■ Problem details: Using the data beneath this instruction, retype only the lines from the one that contains "filename crates/chirpy-core/src/types/id.rs" down to the one that contains "pub struct UserId(pub Uuid);", both included, exactly as they appear.

Stored data entries
───
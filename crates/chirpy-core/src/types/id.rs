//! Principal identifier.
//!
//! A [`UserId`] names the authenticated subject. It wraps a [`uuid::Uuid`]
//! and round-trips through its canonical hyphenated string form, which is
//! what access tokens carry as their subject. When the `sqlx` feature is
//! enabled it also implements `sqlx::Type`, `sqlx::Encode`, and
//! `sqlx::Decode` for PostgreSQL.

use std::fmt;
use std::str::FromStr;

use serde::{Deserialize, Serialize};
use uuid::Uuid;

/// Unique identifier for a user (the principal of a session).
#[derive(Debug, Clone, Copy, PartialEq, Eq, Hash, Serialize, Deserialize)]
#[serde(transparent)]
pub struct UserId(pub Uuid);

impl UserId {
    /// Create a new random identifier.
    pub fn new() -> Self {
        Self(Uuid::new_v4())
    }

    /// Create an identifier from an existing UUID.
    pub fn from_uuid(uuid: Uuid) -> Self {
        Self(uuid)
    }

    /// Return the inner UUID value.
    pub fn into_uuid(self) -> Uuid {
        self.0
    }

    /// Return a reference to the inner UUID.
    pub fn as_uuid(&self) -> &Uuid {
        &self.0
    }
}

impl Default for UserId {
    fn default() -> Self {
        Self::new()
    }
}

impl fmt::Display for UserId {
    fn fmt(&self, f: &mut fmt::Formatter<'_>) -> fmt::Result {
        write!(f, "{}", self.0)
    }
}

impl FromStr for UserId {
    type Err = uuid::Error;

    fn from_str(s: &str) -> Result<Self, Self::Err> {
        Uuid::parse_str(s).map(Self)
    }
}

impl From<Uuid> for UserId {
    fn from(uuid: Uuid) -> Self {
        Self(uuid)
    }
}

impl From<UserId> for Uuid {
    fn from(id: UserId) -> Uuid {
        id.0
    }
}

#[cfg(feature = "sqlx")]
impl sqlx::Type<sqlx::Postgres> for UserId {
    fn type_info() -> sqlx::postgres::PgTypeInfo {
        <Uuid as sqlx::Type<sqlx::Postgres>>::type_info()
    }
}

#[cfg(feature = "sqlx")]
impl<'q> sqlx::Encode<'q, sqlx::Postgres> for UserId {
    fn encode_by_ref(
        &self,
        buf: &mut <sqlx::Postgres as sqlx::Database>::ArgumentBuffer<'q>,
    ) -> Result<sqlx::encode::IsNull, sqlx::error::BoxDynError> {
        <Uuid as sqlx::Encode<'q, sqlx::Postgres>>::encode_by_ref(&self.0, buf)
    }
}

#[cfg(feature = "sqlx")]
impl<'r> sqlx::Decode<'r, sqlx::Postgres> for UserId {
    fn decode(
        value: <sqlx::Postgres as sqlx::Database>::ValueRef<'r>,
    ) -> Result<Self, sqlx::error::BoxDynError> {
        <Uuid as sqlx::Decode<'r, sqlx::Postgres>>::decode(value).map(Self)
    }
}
───
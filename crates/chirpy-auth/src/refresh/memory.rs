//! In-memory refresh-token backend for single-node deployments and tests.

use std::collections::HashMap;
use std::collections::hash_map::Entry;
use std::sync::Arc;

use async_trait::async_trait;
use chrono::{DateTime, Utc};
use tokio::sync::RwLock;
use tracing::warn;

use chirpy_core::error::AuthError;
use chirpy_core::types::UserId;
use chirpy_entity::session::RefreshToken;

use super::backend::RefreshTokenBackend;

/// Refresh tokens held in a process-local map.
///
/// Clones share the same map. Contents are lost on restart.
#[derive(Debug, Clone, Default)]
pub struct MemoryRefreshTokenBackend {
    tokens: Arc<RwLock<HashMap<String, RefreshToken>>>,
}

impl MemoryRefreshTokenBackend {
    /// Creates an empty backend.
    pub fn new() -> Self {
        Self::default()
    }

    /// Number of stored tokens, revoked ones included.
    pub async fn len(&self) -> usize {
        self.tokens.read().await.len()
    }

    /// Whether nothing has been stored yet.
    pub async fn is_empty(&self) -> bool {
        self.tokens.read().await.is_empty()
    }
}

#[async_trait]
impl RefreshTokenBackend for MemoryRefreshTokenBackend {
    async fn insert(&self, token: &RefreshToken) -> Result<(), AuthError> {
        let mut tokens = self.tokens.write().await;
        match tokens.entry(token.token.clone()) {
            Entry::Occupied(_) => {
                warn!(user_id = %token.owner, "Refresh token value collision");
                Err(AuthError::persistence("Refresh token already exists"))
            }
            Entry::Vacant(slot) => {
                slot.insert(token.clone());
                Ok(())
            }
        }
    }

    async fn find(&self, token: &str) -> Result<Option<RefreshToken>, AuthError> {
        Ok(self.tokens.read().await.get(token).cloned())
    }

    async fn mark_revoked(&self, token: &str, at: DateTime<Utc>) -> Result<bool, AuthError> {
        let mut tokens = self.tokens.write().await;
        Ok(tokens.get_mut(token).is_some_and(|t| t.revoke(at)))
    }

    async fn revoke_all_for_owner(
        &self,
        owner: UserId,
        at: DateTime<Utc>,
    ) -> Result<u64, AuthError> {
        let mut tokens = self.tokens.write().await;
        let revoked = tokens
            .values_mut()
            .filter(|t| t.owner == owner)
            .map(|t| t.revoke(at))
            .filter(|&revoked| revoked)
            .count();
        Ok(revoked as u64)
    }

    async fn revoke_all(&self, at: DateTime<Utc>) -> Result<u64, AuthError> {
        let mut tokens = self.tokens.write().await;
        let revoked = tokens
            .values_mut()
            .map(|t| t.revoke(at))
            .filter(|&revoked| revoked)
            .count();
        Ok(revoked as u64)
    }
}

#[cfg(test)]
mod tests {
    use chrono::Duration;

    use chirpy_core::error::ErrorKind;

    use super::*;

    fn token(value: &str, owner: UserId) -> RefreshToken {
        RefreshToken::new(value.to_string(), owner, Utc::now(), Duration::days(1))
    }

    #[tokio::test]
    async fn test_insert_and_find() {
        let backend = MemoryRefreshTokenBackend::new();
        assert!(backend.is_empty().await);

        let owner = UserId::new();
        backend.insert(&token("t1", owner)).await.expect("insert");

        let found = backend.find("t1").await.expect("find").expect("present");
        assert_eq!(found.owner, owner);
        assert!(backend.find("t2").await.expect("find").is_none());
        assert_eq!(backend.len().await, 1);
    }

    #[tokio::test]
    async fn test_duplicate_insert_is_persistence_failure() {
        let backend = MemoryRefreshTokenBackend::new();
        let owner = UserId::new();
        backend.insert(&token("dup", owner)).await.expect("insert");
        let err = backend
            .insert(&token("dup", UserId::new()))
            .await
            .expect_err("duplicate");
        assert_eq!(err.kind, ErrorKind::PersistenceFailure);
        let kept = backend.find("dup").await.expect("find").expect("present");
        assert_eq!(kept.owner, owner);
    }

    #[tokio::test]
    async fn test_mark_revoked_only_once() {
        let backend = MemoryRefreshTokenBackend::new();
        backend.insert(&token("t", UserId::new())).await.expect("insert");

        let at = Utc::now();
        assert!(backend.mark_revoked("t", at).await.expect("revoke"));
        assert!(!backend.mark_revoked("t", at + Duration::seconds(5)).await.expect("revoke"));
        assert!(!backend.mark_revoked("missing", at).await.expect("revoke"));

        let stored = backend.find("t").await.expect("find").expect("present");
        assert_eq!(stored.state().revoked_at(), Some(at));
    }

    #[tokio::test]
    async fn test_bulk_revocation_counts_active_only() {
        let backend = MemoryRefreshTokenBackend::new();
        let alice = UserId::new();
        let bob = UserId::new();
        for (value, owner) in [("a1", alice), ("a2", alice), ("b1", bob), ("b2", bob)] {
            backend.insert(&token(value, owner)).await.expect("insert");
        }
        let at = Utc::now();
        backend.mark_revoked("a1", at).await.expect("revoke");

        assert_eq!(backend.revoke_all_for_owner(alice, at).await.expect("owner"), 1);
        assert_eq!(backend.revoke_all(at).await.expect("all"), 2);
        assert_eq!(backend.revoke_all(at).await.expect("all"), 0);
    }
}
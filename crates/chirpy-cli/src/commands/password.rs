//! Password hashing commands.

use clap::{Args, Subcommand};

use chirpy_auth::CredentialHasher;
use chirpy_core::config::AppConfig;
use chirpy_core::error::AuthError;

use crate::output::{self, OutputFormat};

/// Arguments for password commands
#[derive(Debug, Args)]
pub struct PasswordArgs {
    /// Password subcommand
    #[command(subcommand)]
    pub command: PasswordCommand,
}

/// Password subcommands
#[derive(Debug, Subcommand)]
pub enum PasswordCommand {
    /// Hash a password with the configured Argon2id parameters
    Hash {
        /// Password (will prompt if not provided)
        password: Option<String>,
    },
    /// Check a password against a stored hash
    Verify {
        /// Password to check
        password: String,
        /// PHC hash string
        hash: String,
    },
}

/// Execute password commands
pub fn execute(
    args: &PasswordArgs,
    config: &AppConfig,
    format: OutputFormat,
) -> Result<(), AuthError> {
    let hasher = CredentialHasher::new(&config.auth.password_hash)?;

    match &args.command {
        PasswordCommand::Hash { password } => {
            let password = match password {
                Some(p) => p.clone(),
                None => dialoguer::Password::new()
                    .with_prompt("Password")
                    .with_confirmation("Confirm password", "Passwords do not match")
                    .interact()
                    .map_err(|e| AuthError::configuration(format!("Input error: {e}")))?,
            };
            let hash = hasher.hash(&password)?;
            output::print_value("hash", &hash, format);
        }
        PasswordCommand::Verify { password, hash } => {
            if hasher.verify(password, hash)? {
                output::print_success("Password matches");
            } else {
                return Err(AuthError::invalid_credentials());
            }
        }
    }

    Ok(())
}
───
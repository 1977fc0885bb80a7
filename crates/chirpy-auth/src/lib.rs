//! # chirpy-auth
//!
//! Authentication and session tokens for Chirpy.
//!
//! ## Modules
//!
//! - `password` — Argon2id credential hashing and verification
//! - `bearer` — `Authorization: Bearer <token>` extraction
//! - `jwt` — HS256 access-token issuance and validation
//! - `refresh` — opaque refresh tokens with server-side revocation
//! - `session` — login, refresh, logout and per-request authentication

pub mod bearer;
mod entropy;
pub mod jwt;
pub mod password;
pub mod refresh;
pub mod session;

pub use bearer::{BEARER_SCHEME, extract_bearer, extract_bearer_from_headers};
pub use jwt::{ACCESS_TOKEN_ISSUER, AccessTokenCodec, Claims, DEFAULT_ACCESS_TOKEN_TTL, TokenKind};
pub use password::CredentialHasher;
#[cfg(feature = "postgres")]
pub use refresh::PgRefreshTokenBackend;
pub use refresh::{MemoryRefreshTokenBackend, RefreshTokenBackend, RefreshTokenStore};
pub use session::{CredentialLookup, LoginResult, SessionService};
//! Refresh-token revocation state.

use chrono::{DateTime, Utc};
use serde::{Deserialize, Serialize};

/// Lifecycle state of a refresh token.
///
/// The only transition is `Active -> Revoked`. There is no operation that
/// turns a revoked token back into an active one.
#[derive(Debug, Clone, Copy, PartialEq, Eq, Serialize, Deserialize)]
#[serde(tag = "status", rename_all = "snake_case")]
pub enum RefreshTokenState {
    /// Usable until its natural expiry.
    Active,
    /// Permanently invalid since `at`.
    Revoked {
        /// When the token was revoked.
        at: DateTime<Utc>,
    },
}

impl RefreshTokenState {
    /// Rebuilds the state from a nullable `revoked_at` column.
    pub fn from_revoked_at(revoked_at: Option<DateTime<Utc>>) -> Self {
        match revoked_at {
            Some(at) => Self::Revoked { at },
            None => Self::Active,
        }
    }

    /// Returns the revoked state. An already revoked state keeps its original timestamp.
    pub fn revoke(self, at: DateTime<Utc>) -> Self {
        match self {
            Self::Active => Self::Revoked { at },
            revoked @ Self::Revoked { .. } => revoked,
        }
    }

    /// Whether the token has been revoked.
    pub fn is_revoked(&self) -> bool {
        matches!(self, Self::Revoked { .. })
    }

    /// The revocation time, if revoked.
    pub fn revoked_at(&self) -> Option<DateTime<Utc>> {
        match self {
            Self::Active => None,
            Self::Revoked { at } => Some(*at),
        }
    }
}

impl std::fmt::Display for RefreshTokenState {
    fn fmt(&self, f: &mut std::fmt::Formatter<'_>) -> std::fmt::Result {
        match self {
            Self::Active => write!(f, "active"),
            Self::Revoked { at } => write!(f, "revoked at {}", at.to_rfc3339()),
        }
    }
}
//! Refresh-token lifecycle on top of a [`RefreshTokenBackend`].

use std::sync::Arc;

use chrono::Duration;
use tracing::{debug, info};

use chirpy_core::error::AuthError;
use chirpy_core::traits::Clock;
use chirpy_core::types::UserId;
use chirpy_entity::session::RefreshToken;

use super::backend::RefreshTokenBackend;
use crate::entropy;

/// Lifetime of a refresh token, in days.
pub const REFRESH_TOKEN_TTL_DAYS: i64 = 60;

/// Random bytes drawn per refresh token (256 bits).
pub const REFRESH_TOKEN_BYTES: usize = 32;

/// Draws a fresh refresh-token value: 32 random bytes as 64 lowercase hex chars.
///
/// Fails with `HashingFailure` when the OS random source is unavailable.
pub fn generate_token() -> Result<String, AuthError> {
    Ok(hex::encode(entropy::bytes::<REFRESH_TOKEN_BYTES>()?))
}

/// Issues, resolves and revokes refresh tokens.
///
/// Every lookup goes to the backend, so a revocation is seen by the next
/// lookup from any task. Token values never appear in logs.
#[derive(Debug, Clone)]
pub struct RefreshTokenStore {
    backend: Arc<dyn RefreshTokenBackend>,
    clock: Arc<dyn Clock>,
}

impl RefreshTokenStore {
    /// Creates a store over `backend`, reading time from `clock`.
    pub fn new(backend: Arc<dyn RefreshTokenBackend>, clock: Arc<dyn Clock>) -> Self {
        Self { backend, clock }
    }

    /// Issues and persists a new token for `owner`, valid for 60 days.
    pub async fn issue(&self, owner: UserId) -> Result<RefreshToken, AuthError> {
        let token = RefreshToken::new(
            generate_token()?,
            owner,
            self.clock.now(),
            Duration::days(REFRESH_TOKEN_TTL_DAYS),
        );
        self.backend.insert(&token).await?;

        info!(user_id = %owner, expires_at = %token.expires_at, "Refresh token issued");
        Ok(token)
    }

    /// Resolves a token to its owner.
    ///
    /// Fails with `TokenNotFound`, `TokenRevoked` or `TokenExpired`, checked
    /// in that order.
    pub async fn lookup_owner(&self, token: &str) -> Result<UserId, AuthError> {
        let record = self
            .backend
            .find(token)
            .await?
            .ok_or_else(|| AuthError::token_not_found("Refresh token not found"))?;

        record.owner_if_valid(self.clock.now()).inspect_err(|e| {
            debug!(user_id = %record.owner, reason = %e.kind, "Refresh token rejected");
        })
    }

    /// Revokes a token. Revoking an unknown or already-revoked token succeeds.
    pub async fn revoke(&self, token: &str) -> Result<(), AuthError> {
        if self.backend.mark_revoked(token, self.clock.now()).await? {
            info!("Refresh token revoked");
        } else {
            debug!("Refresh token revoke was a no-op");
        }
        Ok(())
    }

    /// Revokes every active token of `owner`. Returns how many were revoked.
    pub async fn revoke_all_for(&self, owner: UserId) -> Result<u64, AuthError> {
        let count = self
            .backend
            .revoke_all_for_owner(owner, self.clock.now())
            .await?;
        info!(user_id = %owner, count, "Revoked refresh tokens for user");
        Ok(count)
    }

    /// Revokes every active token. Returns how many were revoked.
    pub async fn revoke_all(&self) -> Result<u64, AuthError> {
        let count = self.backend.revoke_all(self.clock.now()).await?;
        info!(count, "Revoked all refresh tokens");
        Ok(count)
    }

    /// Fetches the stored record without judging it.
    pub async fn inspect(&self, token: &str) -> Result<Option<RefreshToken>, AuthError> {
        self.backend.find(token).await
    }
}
───
■ Written answer:
filename crates/chirpy-core/src/types/id.rs
//! Principal identifier.
//!
//! A [`UserId`] names the authenticated subject. It wraps a [`uuid::Uuid`]
//! and round-trips through its canonical hyphenated string form, which is
//! what access tokens carry as their subject. When the `sqlx` feature is
//! enabled it also implements `sqlx::Type`, `sqlx::Encode`, and
//! `sqlx::Decode` for PostgreSQL.

use std::fmt;
use std::str::FromStr;

use serde::{Deserialize, Serialize};
use uuid::Uuid;

/// Unique identifier for a user (the principal of a session).
#[derive(Debug, Clone, Copy, PartialEq, Eq, Hash, Serialize, Deserialize)]
#[serde(transparent)]
pub struct UserId(pub Uuid);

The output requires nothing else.